What I am against is government bureaucrats dictating how much people can make.  Because what is that solving?  What is it going to solve if this group of individuals is now making $15 an hour?  What's that going to do to the cost of living elsewhere?  What else is going to go up?  Because first it was just King County, Washington, $15 an hour; now everybody wants it across the country.

And then what's it going to be?  So fast food workers want $15 an hour.  Does that mean the minimum wage person who isn't in fast food doesn't deserve $15 an hour?  When are they going to demand their $15 an hour, and where is that $15 an hour going to come from?  So it's not a solution.  It's just a perpetuation of this nightmare, I don't know what it is, that is now the American system.  I don't get it, personally.

But I do want to finish with one of my favorite quotes from Friedrich Hayek, an Austrian economist.  "Economic control is not merely control of a sector of human life which can be separated from the rest; it is the control of the means for all our ends."

To control the economy is to control human life, and that is my greater concern with what is going on in this stuff.  Of course there's always solutions, but, for me, personally, it is not going to the polls to ask non-representatives to not do their jobs more.  Because that's all they seem to do is not do their jobs.

My thoughts personally are why not look at what government did years and years ago; they opened up land for people to get out of the cities, they opened up land so people could go and start producing on the land.  And what really needs to happen more than anything, not just letting people have land and I don't think that's the solution necessarily; more the idea of leaving crowded areas and going where workers are needed, that's a solution in my mind, one solution.

The other solution in my mind, another possible one, is for government to drop restrictions on business and workers, and anyone who just wants to try to make a way in this world.  Right now, it is incredibly ridiculous, especially in Washington State if you want to be an independent worker, independent contractor, freelancer, business owner, anything.  There's so much red tape.  I don't know about all 50 states, I can only speak to the couple that I've lived in, but it is a sad state of affairs when you go in the hole to set up a business instead of being able to create a business without going broke first.

And that is probably one reason why so many people become employees is the ability to do it yourself is not what it once was, so it's easier to be an employee.  But, then again, I don't know if it's really all that easy.  Nothing's really easy in this world.

But anyway, those are my thoughts on 15-dollar-an-hour minimum wage.  Maybe some other people can answer these questions I have as far as how many hours of work will people continue to get?  If you can't manage money, does it matter how much money you make?  And will this really solve anything; do people think $15 an hour minimum wage will solve the problems all these people are saying they have?

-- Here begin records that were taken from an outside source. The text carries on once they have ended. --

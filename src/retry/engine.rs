//! The retry loop behind every pipe invocation.

use std::any::{type_name, Any};
use std::sync::Arc;
use std::time::Instant;

use serde_json::{Map, Value};

use super::{Failure, PipeOptions, TimedOut};
use crate::args::to_json;
use crate::assertion::Assertion;
use crate::diagnostics::session::DiagnosticSession;
use crate::diagnostics::{ConsoleProps, LogAttrs};
use crate::host::{Host, RetryState};
use crate::outcome::{Outcome, TransformError};
use crate::transform::{Subject, Transform};

const COMMAND: &str = "pipe";

/// Everything about the invocation that does not change between rounds.
struct CommandMeta {
    message: String,
    function: String,
    source: &'static str,
    args: Option<Value>,
    started: Instant,
}

/// Apply `transform` to `subject` until its result passes `assertion`.
///
/// Each round evaluates the transform once. A failed evaluation or a value
/// the assertion rejects is not an error yet: the host waits and the round
/// repeats. The invocation ends when a value passes, or fails with
/// [`TimedOut`] once the host reports the budget spent. The subject itself
/// is never modified.
///
/// Transforms that return [`Outcome::Pending`] hand work to the host; the
/// settled value is treated exactly like a synchronous one. The host bounds
/// that work by the remaining budget, so work that never settles still ends
/// the invocation with [`TimedOut`].
///
/// When `options.log()` is set, one diagnostic record is opened through the
/// host and ended exactly once, whichever way the invocation finishes.
///
/// # Example
///
/// ```rust
/// use pipewater::{pipe, PipeOptions, TokioHost};
/// use pipewater::assertion::equal;
/// use serde_json::{json, Value};
///
/// fn get_foo(obj: &Value) -> Result<Value, String> {
///     obj.get("foo").cloned().ok_or_else(|| "no foo".to_string())
/// }
///
/// # tokio_test::block_on(async {
/// let host = TokioHost::default();
/// let should = equal(json!("bar"));
///
/// let value = pipe(
///     &host,
///     json!({ "foo": "bar" }),
///     get_foo,
///     PipeOptions::default(),
///     Some(&should),
/// )
/// .await
/// .unwrap();
///
/// assert_eq!(value, json!("bar"));
/// assert_eq!(host.logs().last().unwrap().message(), "get_foo");
/// # });
/// ```
pub async fn pipe<H, S, F>(
    host: &H,
    subject: S,
    transform: F,
    options: PipeOptions,
    assertion: Option<&dyn Assertion<F::Output>>,
) -> Result<F::Output, TimedOut>
where
    H: Host,
    S: Subject,
    F: Transform<S>,
    F::Output: Subject,
{
    let timeout = options.timeout().unwrap_or_else(|| host.default_timeout());
    let meta = Arc::new(CommandMeta {
        message: transform.message(),
        function: transform
            .display_name()
            .unwrap_or("function")
            .to_owned(),
        source: type_name::<F>(),
        args: transform.args().map(|args| args.to_json()),
        started: Instant::now(),
    });
    let subject = Arc::new(subject);

    #[cfg(feature = "tracing")]
    tracing::debug!(
        message = %meta.message,
        timeout_ms = timeout.as_millis() as u64,
        "pipe started"
    );

    let mut session = DiagnosticSession::new(options.log().then(|| {
        host.open_log(LogAttrs {
            name: COMMAND.to_owned(),
            message: meta.message.clone(),
        })
    }));
    if session.is_logging() && host.element_count(subject.as_ref() as &dyn Any).is_some() {
        session.set_element(to_json(subject.as_ref()));
    }

    let mut state = RetryState::new(meta.started, timeout);
    let result = loop {
        state.begin_attempt();

        let round = resolve(host, &state, &transform, &subject, &meta, &mut session).await;
        let failure = match round {
            Round::Yielded(value) => match host.verify_assertions(&value, assertion).await {
                Ok(()) => break Ok(value),
                Err(rejected) => Failure::from(rejected),
            },
            Round::Failed(error) => Failure::from(error),
            Round::Expired(timed_out) => break Err(timed_out),
        };

        #[cfg(feature = "tracing")]
        tracing::debug!(
            attempt = state.attempts(),
            error = %failure,
            "pipe round did not settle, retrying"
        );

        state.record_failure(failure);
        if let Err(timed_out) = host.retry_after_delay(&state).await {
            break Err(timed_out);
        }
    };

    #[cfg(feature = "tracing")]
    match &result {
        Ok(_) => tracing::debug!(attempts = state.attempts(), "pipe settled"),
        Err(e) => tracing::warn!(attempts = e.attempts, error = %e, "pipe timed out"),
    }

    session.finish();
    result
}

/// What one evaluation round produced.
enum Round<T> {
    Yielded(T),
    Failed(TransformError),
    /// Pending work was still running when the budget ran out.
    Expired(TimedOut),
}

/// Evaluate the transform once and record what it yielded.
async fn resolve<H, S, F>(
    host: &H,
    state: &RetryState,
    transform: &F,
    subject: &Arc<S>,
    meta: &Arc<CommandMeta>,
    session: &mut DiagnosticSession<H::Log>,
) -> Round<F::Output>
where
    H: Host,
    S: Subject,
    F: Transform<S>,
    F::Output: Subject,
{
    let (value, settled_from_pending) = match transform.apply(subject.as_ref()) {
        Outcome::Value(value) => (value, false),
        Outcome::Failed(error) => return Round::Failed(error),
        Outcome::Pending(work) => {
            session.before_pending();
            match host.settle(state, work).await {
                Ok(Ok(value)) => (value, true),
                Ok(Err(error)) => return Round::Failed(error),
                Err(timed_out) => return Round::Expired(timed_out),
            }
        }
    };

    if session.is_logging() {
        let elements = host.element_count(&value as &dyn Any);
        let element = elements.map(|_| to_json(&value));
        let props = console_props(meta, subject, &value, elements);
        session.record_yield(props, element, settled_from_pending);
    }
    Round::Yielded(value)
}

fn console_props<S, T>(
    meta: &Arc<CommandMeta>,
    subject: &Arc<S>,
    yielded: &T,
    elements: Option<usize>,
) -> ConsoleProps
where
    S: Subject,
    T: Subject,
{
    let duration_ms = meta.started.elapsed().as_secs_f64() * 1000.0;
    let meta = Arc::clone(meta);
    let subject = Arc::clone(subject);
    let yielded = yielded.clone();

    ConsoleProps::lazy(move || {
        let mut props = Map::new();
        props.insert("Command".into(), Value::from(COMMAND));
        props.insert("Subject".into(), to_json(subject.as_ref()));
        props.insert("Message".into(), Value::from(meta.message.as_str()));
        props.insert("Function".into(), Value::from(meta.function.as_str()));
        if let Some(args) = &meta.args {
            props.insert("Arguments".into(), args.clone());
        }
        props.insert("Source".into(), Value::from(meta.source));
        props.insert("Yielded".into(), to_json(&yielded));
        if let Some(count) = elements {
            props.insert("Elements".into(), Value::from(count));
        }
        props.insert("Duration".into(), Value::from(duration_ms));
        props
    })
}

I'm also curious:  $15 an hour minimum wage, does that mean those employees will still continue to get all the benefits that those employers pay for?  I mean, gosh, that's a pretty good deal on top of that.  $15 an hour minimum wage and then you get benefits on top of that?  Holy cow.  As a self-employed individual, I won't tell you what benefits cost, most people don't have them because they cost a lot.  So take advantage of those benefits if you're a fortunate employee.

And during this Great Recession, if you have work, be thankful for it.  You know, I'm just amazed.  Work is very hard to come by in many places and yet some people are just willing to say, "Screw this, we'll walk away from it."  Maybe it's a sign of the times, maybe it's what needs to happen, I have no clue, but it's interesting times we're living in.

And I'm curious to know what other people think of $15 an hour minimum wage; if they think it's a solution, if they think it's a problem, if they think there might be a better solution out there?  What else can there be besides just upping the minimum wage to make things work?  Anybody got an idea?  I'd like to hear it.  Thanks.